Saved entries
[Start of Attachment]

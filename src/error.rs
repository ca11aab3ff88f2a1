//! error.rs
//! Error kinds shared by the device and host sides.
//!
//! None of these terminate the managing process: transport failures are retried,
//! malformed records and overflows are counted and dropped, out-of-range values
//! are clamped, invalid starts are rejected.

use std::io;
use thiserror::Error;

use crate::device::params::ExperimentMode;

#[derive(Debug, Error)]
pub enum PlatformError {
    /// Socket or broker connection failure.
    #[error("transport error: {0}")]
    Transport(String),

    /// Telemetry record that does not match any known shape.
    #[error("malformed telemetry record ({reason}): {record:?}")]
    Protocol { record: String, reason: String },

    /// Parameter outside its allowed range (the stored value is clamped).
    #[error("{key} = {requested} out of range, clamped to {clamped}")]
    Validation {
        key: String,
        requested: f64,
        clamped: f64,
    },

    /// Start requested while the stored parameters are unusable.
    #[error("cannot start {mode:?}: {reason}")]
    State { mode: ExperimentMode, reason: String },

    /// Deadband ramp passed the safety ceiling without detecting motion.
    #[error("deadband calibration timed out at drive {drive}, reverted to {fallback}")]
    CalibrationTimeout { drive: u16, fallback: f64 },

    /// Router queue full; the incoming sample was dropped.
    #[error("router queue full ({dropped} dropped so far)")]
    Overflow { dropped: u64 },

    #[error("configuration error: {0}")]
    Config(String),

    #[error(transparent)]
    Io(#[from] io::Error),
}

// Test-only equality so tests can compare results carrying an optional error.
// `io::Error` is not `PartialEq`, so compare variant and rendered message.
#[cfg(test)]
impl PartialEq for PlatformError {
    fn eq(&self, other: &Self) -> bool {
        std::mem::discriminant(self) == std::mem::discriminant(other)
            && self.to_string() == other.to_string()
    }
}

impl PlatformError {
    pub fn transport(msg: impl Into<String>) -> Self {
        PlatformError::Transport(msg.into())
    }

    pub fn protocol(record: &str, reason: impl Into<String>) -> Self {
        PlatformError::Protocol {
            record: record.to_string(),
            reason: reason.into(),
        }
    }
}

pub type Result<T> = std::result::Result<T, PlatformError>;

[End of Attachment]

§ **Required action**
Your answer should be all lines from the data that contain "impl".

§ **Result**
impl PartialEq for PlatformError {
impl PlatformError {
    pub fn transport(msg: impl Into<String>) -> Self {
    pub fn protocol(record: &str, reason: impl Into<String>) -> Self {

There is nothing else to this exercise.